** Opening Excerpted records block **
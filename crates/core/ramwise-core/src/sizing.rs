//! Capacity-estimation engine.
//!
//! Pure, synchronous and total: every [`Profile`] maps to a [`SizingReport`],
//! however degenerate the input. Degenerate numerics are normalized rather
//! than rejected, so there is no failure mode here at all.

use crate::models::{MemoryTier, Profile, RedundancyMode, SizingReport, ThreatProtection, Workload};

/// Purchasable module sizes in GB, ascending. Estimates are rounded up to
/// the next rung rather than reported as arbitrary reals.
pub const TIER_LADDER: [u32; 21] = [
    1, 2, 4, 6, 8, 12, 16, 20, 24, 32, 40, 56, 64, 70, 80, 90, 120, 128, 256, 512, 1024,
];

/// Ceiling above which consumer NAS boards stop being realistic.
pub const PRACTICAL_CEILING_GB: f64 = 128.0;

/// Fixed allowance for guest allocations on virtualization hosts, in GB.
const GUEST_OVERHEAD_GB: f64 = 10.0;

/// Per-drive controller/cache overhead, in GB.
const PER_DRIVE_OVERHEAD_GB: f64 = 0.4;

/// Per-user session footprint, in GB. Deliberately uncapped.
const PER_USER_GB: f64 = 0.25;

/// Capacity left for data after redundancy overhead.
///
/// With no drives there is no capacity, whatever the layout. No clamping
/// to zero is performed beyond that: `ParityHigh` needs at least 2 drives
/// and `ParityLow` at least 1, otherwise the result goes negative and that
/// is the caller's error, not silently corrected here.
pub fn usable_capacity(total_gb: f64, drive_count: u32, redundancy: RedundancyMode) -> f64 {
    if drive_count == 0 {
        return 0.0;
    }
    let drive_size = total_gb / drive_count as f64;
    match redundancy {
        RedundancyMode::None => total_gb,
        RedundancyMode::Mirror => drive_size,
        RedundancyMode::ParityLow => drive_size * (drive_count as f64 - 1.0),
        RedundancyMode::ParityHigh => drive_size * (drive_count as f64 - 2.0),
        RedundancyMode::StripedMirror => (drive_size * drive_count as f64) / 2.0,
    }
}

/// Raw, pre-tier memory need in GB: the sum of five independent
/// contributions. Nothing here interacts beyond addition.
pub fn estimate_memory_load(profile: &Profile) -> f64 {
    let base = profile.platform.base_footprint_gb();

    let mut storage = profile.drive_count as f64 * PER_DRIVE_OVERHEAD_GB
        + profile.redundancy.overhead_gb();
    let total_storage = profile.drive_count as f64 * profile.drive_capacity_gb as f64;
    let usable = usable_capacity(total_storage, profile.drive_count, profile.redundancy);
    if usable > 20_000.0 {
        // Roughly one extra GB per 10 TB beyond the first 20 TB of pool.
        let excess_tb = ((usable - 20_000.0) / 1_000.0).floor();
        storage += (excess_tb / 10.0).ceil();
    }

    let mut workload = profile.workload.footprint_gb();
    if profile.workload == Workload::Virtualization {
        workload += GUEST_OVERHEAD_GB;
    }

    let users = profile.concurrent_users as f64 * PER_USER_GB;

    let mut security = 0.0;
    if profile.internet_exposed {
        security += 0.5;
    }
    if profile.remote_access.is_enabled() {
        security += 0.5;
    }
    security += match profile.threat_protection {
        ThreatProtection::None => 0.0,
        ThreatProtection::Basic => 0.5,
        ThreatProtection::Advanced => 1.0,
    };

    base + storage + workload + users + security
}

/// Smallest ladder rung that covers `value`. Values past the top of the
/// ladder return the top rung; the caller flags the overflow separately
/// via the 128 GB practical ceiling.
pub fn bucket_to_tier(value: f64) -> u32 {
    for tier in TIER_LADDER {
        if value <= tier as f64 {
            return tier;
        }
    }
    TIER_LADDER[TIER_LADDER.len() - 1]
}

fn clamp_to_max(tier: u32, max_ram_gb: f64) -> u32 {
    (tier as f64).min(max_ram_gb) as u32
}

/// Run the full estimate for one profile.
pub fn compute_sizing(profile: &Profile) -> SizingReport {
    let profile = profile.normalized();

    let raw = estimate_memory_load(&profile);

    let minimum_safe_gb = clamp_to_max(bucket_to_tier(raw), profile.max_ram_gb);

    // 15% headroom, but never less than one full unit above the raw need.
    let mut recommended_raw = raw * 1.15;
    if recommended_raw - raw < 1.0 {
        recommended_raw = raw + 1.0;
    }
    let exceeds_capacity = recommended_raw > PRACTICAL_CEILING_GB;
    let recommended_gb = clamp_to_max(bucket_to_tier(recommended_raw), profile.max_ram_gb);

    let growth_raw = recommended_raw * 1.3;
    let growth_gb = clamp_to_max(bucket_to_tier(growth_raw), profile.max_ram_gb);

    let needed_gb = (recommended_gb as f64 - profile.current_ram_gb).max(0.0);
    let estimated_upgrade_cost_usd = needed_gb / 16.0 * profile.ddr.price_per_16gb();

    let total_storage_gb = profile.drive_count as f64 * profile.drive_capacity_gb as f64;
    let usable_storage_gb =
        usable_capacity(total_storage_gb, profile.drive_count, profile.redundancy);

    let advisory_notes = advisory_notes(&profile, exceeds_capacity, usable_storage_gb);

    log::debug!(
        "sizing: raw={:.2} recommended_raw={:.2} tiers={}/{}/{}",
        raw,
        recommended_raw,
        minimum_safe_gb,
        recommended_gb,
        growth_gb
    );

    SizingReport {
        minimum_safe_gb,
        recommended_gb,
        growth_gb,
        exceeds_capacity,
        estimated_upgrade_cost_usd,
        total_storage_gb,
        usable_storage_gb,
        memory_tier: MemoryTier::classify(recommended_gb),
        advisory_notes,
    }
}

/// Independent predicate checks in fixed order. Notes are never
/// deduplicated; when nothing fires the single well-balanced note is
/// emitted instead.
fn advisory_notes(profile: &Profile, exceeds_capacity: bool, usable_storage_gb: f64) -> Vec<String> {
    let mut notes = Vec::new();

    if exceeds_capacity {
        notes.push("More RAM needed than the board can handle".to_string());
    }
    if profile.concurrent_users > 10 {
        notes.push("High concurrent users: verify this count is accurate".to_string());
    }
    if profile.workload == Workload::Virtualization {
        notes.push("VM host: +10GB overhead applied for guest allocations".to_string());
    }
    if profile.redundancy == RedundancyMode::None {
        notes.push("RAID 0 has no redundancy: data loss if any drive fails".to_string());
    }
    if profile.workload == Workload::Media && profile.remote_access.is_tunnel() {
        notes.push("Transcoding over VPN will be slower: consider balanced priority".to_string());
    }
    if usable_storage_gb > 50_000.0 {
        notes.push("Very large storage: monitor pool health regularly".to_string());
    }
    if profile.threat_protection == ThreatProtection::Advanced
        && profile.workload == Workload::Backup
    {
        notes.push("Advanced scanning may be overkill for pure backup storage".to_string());
    }

    if notes.is_empty() {
        notes.push("Configuration is conservative and well-balanced".to_string());
    }
    notes
}

#[cfg(test)]
mod tests {
    use super::*;
    use crate::models::{DdrGeneration, RemoteAccess};

    fn base_profile() -> Profile {
        Profile {
            max_ram_gb: 1024.0,
            ..Profile::default()
        }
    }

    #[test]
    fn no_drives_means_no_capacity() {
        for mode in [
            RedundancyMode::None,
            RedundancyMode::Mirror,
            RedundancyMode::ParityLow,
            RedundancyMode::ParityHigh,
            RedundancyMode::StripedMirror,
        ] {
            assert_eq!(usable_capacity(8000.0, 0, mode), 0.0);
        }
    }

    #[test]
    fn mirrored_pair_keeps_one_drive() {
        // 2 x 2000 GB mirrored
        let total = 2.0 * 2000.0;
        assert_eq!(total, 4000.0);
        assert_eq!(usable_capacity(total, 2, RedundancyMode::Mirror), 2000.0);
    }

    #[test]
    fn parity_layouts_lose_parity_drives() {
        assert_eq!(usable_capacity(8000.0, 4, RedundancyMode::ParityLow), 6000.0);
        assert_eq!(usable_capacity(8000.0, 4, RedundancyMode::ParityHigh), 4000.0);
        assert_eq!(usable_capacity(8000.0, 4, RedundancyMode::StripedMirror), 4000.0);
        assert_eq!(usable_capacity(8000.0, 4, RedundancyMode::None), 8000.0);
    }

    #[test]
    fn bucket_always_returns_ladder_member() {
        for v in [0.0, 0.3, 1.0, 5.1, 17.0, 127.9, 500.0, 1023.0, 4096.0] {
            let tier = bucket_to_tier(v);
            assert!(TIER_LADDER.contains(&tier), "{} -> {}", v, tier);
        }
        assert_eq!(bucket_to_tier(4096.0), 1024);
        assert_eq!(bucket_to_tier(0.0), 1);
        assert_eq!(bucket_to_tier(9.0), 12);
    }

    #[test]
    fn tiers_are_ordered_and_clamped() {
        let mut p = base_profile();
        p.drive_count = 12;
        p.drive_capacity_gb = 8000;
        p.redundancy = RedundancyMode::ParityHigh;
        p.workload = Workload::Database;
        p.concurrent_users = 20;
        p.max_ram_gb = 128.0;

        let report = compute_sizing(&p);
        assert!(report.minimum_safe_gb <= report.recommended_gb);
        assert!(report.recommended_gb <= report.growth_gb);
        assert!(report.growth_gb as f64 <= p.max_ram_gb);
    }

    #[test]
    fn compute_sizing_is_idempotent() {
        let mut p = base_profile();
        p.drive_count = 4;
        p.drive_capacity_gb = 4000;
        p.redundancy = RedundancyMode::ParityLow;
        p.workload = Workload::Media;
        p.concurrent_users = 8;

        assert_eq!(compute_sizing(&p), compute_sizing(&p));
    }

    #[test]
    fn more_users_never_lowers_recommendation() {
        let mut prev = 0;
        for users in 1..200 {
            let mut p = base_profile();
            p.concurrent_users = users;
            let report = compute_sizing(&p);
            assert!(
                report.recommended_gb >= prev,
                "users={} dropped {} -> {}",
                users,
                prev,
                report.recommended_gb
            );
            prev = report.recommended_gb;
        }
    }

    #[test]
    fn virtualization_costs_at_least_one_tier_over_backup() {
        let mut backup = base_profile();
        backup.workload = Workload::Backup;
        let mut vm = base_profile();
        vm.workload = Workload::Virtualization;

        let backup_report = compute_sizing(&backup);
        let vm_report = compute_sizing(&vm);
        assert!(vm_report.recommended_gb > backup_report.recommended_gb);
    }

    #[test]
    fn raid0_always_warns_about_redundancy() {
        let mut p = base_profile();
        p.redundancy = RedundancyMode::None;
        p.drive_count = 3;
        p.drive_capacity_gb = 1000;

        let report = compute_sizing(&p);
        assert!(
            report
                .advisory_notes
                .iter()
                .any(|n| n.contains("no redundancy"))
        );
    }

    #[test]
    fn high_user_count_always_warns() {
        let mut p = base_profile();
        p.concurrent_users = 15;

        let report = compute_sizing(&p);
        assert!(
            report
                .advisory_notes
                .iter()
                .any(|n| n.contains("High concurrent users"))
        );
    }

    #[test]
    fn sufficient_current_ram_costs_nothing() {
        let mut p = base_profile();
        p.current_ram_gb = 64.0;
        p.drive_count = 2;
        p.drive_capacity_gb = 2000;
        p.redundancy = RedundancyMode::Mirror;

        let report = compute_sizing(&p);
        assert!(report.recommended_gb as f64 <= p.current_ram_gb);
        assert_eq!(report.estimated_upgrade_cost_usd, 0.0);
    }

    #[test]
    fn ceiling_flag_survives_the_max_ram_clamp() {
        // Enough users to push the raw estimate well past 128 GB.
        let mut p = base_profile();
        p.concurrent_users = 600;
        p.max_ram_gb = 8.0;

        let report = compute_sizing(&p);
        assert!(report.exceeds_capacity);
        assert!(report.recommended_gb <= 8);
    }

    #[test]
    fn upgrade_cost_scales_with_generation() {
        let mut p = base_profile();
        p.drive_count = 4;
        p.drive_capacity_gb = 4000;
        p.redundancy = RedundancyMode::ParityLow;
        p.workload = Workload::Virtualization;
        p.ddr = DdrGeneration::Ddr3;
        let ddr3 = compute_sizing(&p);
        p.ddr = DdrGeneration::Ddr5;
        let ddr5 = compute_sizing(&p);

        assert_eq!(ddr3.recommended_gb, ddr5.recommended_gb);
        assert!(ddr5.estimated_upgrade_cost_usd > ddr3.estimated_upgrade_cost_usd);
        let needed = ddr3.recommended_gb as f64;
        assert_eq!(ddr3.estimated_upgrade_cost_usd, needed / 16.0 * 40.0);
        assert_eq!(ddr5.estimated_upgrade_cost_usd, needed / 16.0 * 100.0);
    }

    #[test]
    fn large_pool_adds_overhead_and_health_note() {
        // 12 x 8000 GB in RAID 6: 80 TB usable.
        let mut p = base_profile();
        p.drive_count = 12;
        p.drive_capacity_gb = 8000;
        p.redundancy = RedundancyMode::ParityHigh;

        let report = compute_sizing(&p);
        assert_eq!(report.total_storage_gb, 96_000.0);
        assert_eq!(report.usable_storage_gb, 80_000.0);
        assert!(
            report
                .advisory_notes
                .iter()
                .any(|n| n.contains("Very large storage"))
        );

        // 60 TB of excess over the 20 TB floor -> +6 GB surcharge.
        let mut small = p.clone();
        small.drive_capacity_gb = 2000;
        let small_usable =
            usable_capacity(12.0 * 2000.0, 12, RedundancyMode::ParityHigh);
        assert!(small_usable <= 20_000.0);
        let delta = estimate_memory_load(&p) - estimate_memory_load(&small);
        assert!((delta - 6.0).abs() < 1e-9, "surcharge was {}", delta);
    }

    #[test]
    fn well_balanced_note_when_nothing_fires() {
        let mut p = base_profile();
        p.drive_count = 2;
        p.drive_capacity_gb = 2000;
        p.redundancy = RedundancyMode::Mirror;
        p.concurrent_users = 3;

        let report = compute_sizing(&p);
        assert_eq!(report.advisory_notes.len(), 1);
        assert!(report.advisory_notes[0].contains("well-balanced"));
    }

    #[test]
    fn media_over_tunnel_warns_about_transcoding() {
        let mut p = base_profile();
        p.workload = Workload::Media;
        p.remote_access = RemoteAccess::Tunnel;
        p.drive_count = 2;
        p.drive_capacity_gb = 2000;
        p.redundancy = RedundancyMode::Mirror;

        let report = compute_sizing(&p);
        assert!(
            report
                .advisory_notes
                .iter()
                .any(|n| n.contains("Transcoding over VPN"))
        );
    }

    #[test]
    fn headroom_is_at_least_one_unit() {
        // Tiny raw totals would otherwise get under 1 GB of headroom.
        let p = base_profile();
        let raw = estimate_memory_load(&p.normalized());
        assert!(raw < 7.0);
        let report = compute_sizing(&p);
        assert!(report.recommended_gb as f64 >= raw + 1.0 || report.recommended_gb >= bucket_to_tier(raw + 1.0));
    }
}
** Closing Excerpted records block **
**Task**
Once you find the line with "pub fn bucket_to_tier(value: f64)" in the entries above, output it and each line after it up to and including the line with "let mut recommended_raw = raw * 1.15;", and nothing else.

**Result of this exercise**
pub fn bucket_to_tier(value: f64) -> u32 {
    for tier in TIER_LADDER {
        if value <= tier as f64 {
            return tier;
        }
    }
    TIER_LADDER[TIER_LADDER.len() - 1]
}

fn clamp_to_max(tier: u32, max_ram_gb: f64) -> u32 {
    (tier as f64).min(max_ram_gb) as u32
}

/// Run the full estimate for one profile.
pub fn compute_sizing(profile: &Profile) -> SizingReport {
    let profile = profile.normalized();

    let raw = estimate_memory_load(&profile);

    let minimum_safe_gb = clamp_to_max(bucket_to_tier(raw), profile.max_ram_gb);

    // 15% headroom, but never less than one full unit above the raw need.
    let mut recommended_raw = raw * 1.15;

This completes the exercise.